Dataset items
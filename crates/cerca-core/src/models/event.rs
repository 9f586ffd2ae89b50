//! Events pushed to live connections through the hub.
//!
//! Clients treat every event as "something changed, re-fetch"; payloads are
//! a convenience snapshot, not an ordered delta stream.

use std::fmt;

use chrono::{DateTime, Utc};
use serde::{Deserialize, Serialize};

use crate::models::review::ReviewPrompt;
use crate::models::service_request::ServiceRequest;

#[derive(Debug, Clone, Copy, PartialEq, Eq, Hash, Serialize, Deserialize)]
pub enum EventType {
    #[serde(rename = "service_request.created")]
    RequestCreated,
    #[serde(rename = "service_request.updated")]
    RequestUpdated,
    #[serde(rename = "review.tags_requested")]
    ReviewTagsRequested,
}

impl EventType {
    pub fn as_str(self) -> &'static str {
        match self {
            EventType::RequestCreated => "service_request.created",
            EventType::RequestUpdated => "service_request.updated",
            EventType::ReviewTagsRequested => "review.tags_requested",
        }
    }
}

impl fmt::Display for EventType {
    fn fmt(&self, f: &mut fmt::Formatter<'_>) -> fmt::Result {
        f.write_str(self.as_str())
    }
}

#[derive(Debug, Clone, PartialEq, Serialize, Deserialize)]
pub struct HubEvent {
    pub event_type: EventType,
    pub payload: serde_json::Value,
    pub emitted_at: DateTime<Utc>,
}

impl HubEvent {
    pub fn new(event_type: EventType, payload: serde_json::Value) -> Self {
        Self {
            event_type,
            payload,
            emitted_at: Utc::now(),
        }
    }

    pub fn request_created(request: &ServiceRequest) -> Result<Self, serde_json::Error> {
        Ok(Self::new(
            EventType::RequestCreated,
            serde_json::to_value(request)?,
        ))
    }

    pub fn request_updated(request: &ServiceRequest) -> Result<Self, serde_json::Error> {
        Ok(Self::new(
            EventType::RequestUpdated,
            serde_json::to_value(request)?,
        ))
    }

    pub fn review_tags_requested(prompt: &ReviewPrompt) -> Result<Self, serde_json::Error> {
        Ok(Self::new(
            EventType::ReviewTagsRequested,
            serde_json::to_value(prompt)?,
        ))
    }

    /// Wire encoding handed to the transport.
    pub fn to_json_bytes(&self) -> Result<Vec<u8>, serde_json::Error> {
        serde_json::to_vec(self)
    }
}
//! Cerca Core — domain types shared by every crate in the workspace.
//!
//! - [`error`]: the error taxonomy every operation reports through
//! - [`models`]: profiles, service requests, review prompts, hub events
//! - [`repository`]: persistence traits implemented by `cerca-db`
//! - [`geo`]: deterministic location obfuscation and distances
//! - [`ranking`]: discovery scoring with daily anti-stagnation noise

pub mod clock;
pub mod error;
pub mod geo;
pub mod hashing;
pub mod models;
pub mod ranking;
pub mod repository;
//! Operand and expected-result extraction.
//!
//! A test-vector line has the shape
//! `<name> <operator> <operand>[ <operand>] -> <expected>`. The region
//! between the operator token and `->` yields the operands; the region after
//! `->` yields the expected result. Tokens are either bare (run to the next
//! whitespace) or single-quoted (run to the closing quote, quotes stripped,
//! embedded whitespace preserved). Only the first token after `->` is taken,
//! which makes trailing decTest condition flags (`Inexact Rounded` ...)
//! inert.

/// Separator between the operand region and the expected result.
pub const RESULT_SEPARATOR: &str = "->";

/// Number of operands the operation under test consumes.
#[derive(Clone, Copy, Debug, PartialEq, Eq)]
pub enum Arity {
    /// One-argument operation (`abs`, `squareroot`, ...).
    Unary,
    /// Two-argument operation (`add`, `multiply`, `power`, ...).
    Binary,
}

impl Arity {
    /// Number of operand tokens to extract.
    #[must_use]
    pub const fn operand_count(self) -> usize {
        match self {
            Self::Unary => 1,
            Self::Binary => 2,
        }
    }
}

/// One parsed test vector; produced transiently per line.
#[derive(Debug, Clone, PartialEq, Eq)]
pub struct TestVector {
    /// Test identifier (first token on the line).
    pub name: String,
    /// Operator under test.
    pub operator: String,
    /// Raw operand literals, in source order.
    pub operands: Vec<String>,
    /// Raw expected-result literal.
    pub expected: String,
}

/// Splits the post-operator region of a test line into a [`TestVector`].
///
/// Returns `None` when the `->` separator is missing; the driver counts such
/// lines as found and invalid. An exhausted operand region yields empty
/// literals, which the decimal constructor will reject downstream.
#[must_use]
pub fn parse_vector(name: &str, operator: &str, rest: &str, arity: Arity) -> Option<TestVector> {
    let (operand_region, result_region) = rest.split_once(RESULT_SEPARATOR)?;

    let mut operands = Vec::with_capacity(arity.operand_count());
    let mut cursor = operand_region;
    for _ in 0..arity.operand_count() {
        let (token, remainder) = next_token(cursor);
        operands.push(token.to_string());
        cursor = remainder;
    }

    let (expected, _) = next_token(result_region);

    Some(TestVector {
        name: name.to_string(),
        operator: operator.to_string(),
        operands,
        expected: expected.to_string(),
    })
}

/// Extracts the next token from a region.
///
/// A leading `'` starts a quoted token running to the next `'`; an
/// unterminated quote consumes the rest of the region (the resulting text
/// then fails value construction, which is the counted-invalid path).
fn next_token(region: &str) -> (&str, &str) {
    let region = region.trim_start();
    if let Some(body) = region.strip_prefix('\'') {
        match body.find('\'') {
            Some(end) => (&body[..end], &body[end + 1..]),
            None => (body.trim_end(), ""),
        }
    } else {
        match region.find(char::is_whitespace) {
            Some(end) => (&region[..end], &region[end..]),
            None => (region, ""),
        }
    }
}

WHAT TO DO:
Using the records above, select and copy every line that has the word "ranking".

TASK OUTPUT:
//! - [`ranking`]: discovery scoring with daily anti-stagnation noise
pub mod ranking;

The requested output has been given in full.